§ Work to complete: Output the whole listing with nothing altered.

§ Data for this exercise:
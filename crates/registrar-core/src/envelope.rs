use serde::{Deserialize, Serialize};
use utoipa::ToSchema;

/// Response body shared by every endpoint.
///
/// Successful responses carry `data` and an empty `errors` list. Failed
/// responses carry `data: null` and one or more messages.
#[derive(Debug, Clone, Serialize, Deserialize, ToSchema)]
pub struct Envelope<T> {
    pub data: Option<T>,
    pub errors: Vec<String>,
}

impl<T> Envelope<T> {
    pub fn ok(data: T) -> Self {
        Self {
            data: Some(data),
            errors: Vec::new(),
        }
    }
}

impl Envelope<()> {
    pub fn error(message: impl Into<String>) -> Self {
        Self {
            data: None,
            errors: vec![message.into()],
        }
    }
}

#[cfg(test)]
mod tests {
    use super::*;
    use serde_json::json;

    #[test]
    fn ok_serializes_with_empty_errors() {
        let body = serde_json::to_value(Envelope::ok(json!({"id": 1}))).unwrap();
        assert_eq!(body, json!({"data": {"id": 1}, "errors": []}));
    }

    #[test]
    fn error_serializes_with_null_data() {
        let body = serde_json::to_value(Envelope::error("Unauthorized")).unwrap();
        assert_eq!(body, json!({"data": null, "errors": ["Unauthorized"]}));
    }
}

§ Result of this task:
filename crates/registrar-core/src/envelope.rs
use serde::{Deserialize, Serialize};
use utoipa::ToSchema;

/// Response body shared by every endpoint.
///
/// Successful responses carry `data` and an empty `errors` list. Failed
/// responses carry `data: null` and one or more messages.
#[derive(Debug, Clone, Serialize, Deserialize, ToSchema)]
pub struct Envelope<T> {
    pub data: Option<T>,
    pub errors: Vec<String>,
}

impl<T> Envelope<T> {
    pub fn ok(data: T) -> Self {
        Self {
            data: Some(data),
            errors: Vec::new(),
        }
    }
}

impl Envelope<()> {
    pub fn error(message: impl Into<String>) -> Self {
        Self {
            data: None,
            errors: vec![message.into()],
        }
    }
}

#[cfg(test)]
mod tests {
    use super::*;
    use serde_json::json;

    #[test]
    fn ok_serializes_with_empty_errors() {
        let body = serde_json::to_value(Envelope::ok(json!({"id": 1}))).unwrap();
        assert_eq!(body, json!({"data": {"id": 1}, "errors": []}));
    }

    #[test]
    fn error_serializes_with_null_data() {
        let body = serde_json::to_value(Envelope::error("Unauthorized")).unwrap();
        assert_eq!(body, json!({"data": null, "errors": ["Unauthorized"]}));
    }
}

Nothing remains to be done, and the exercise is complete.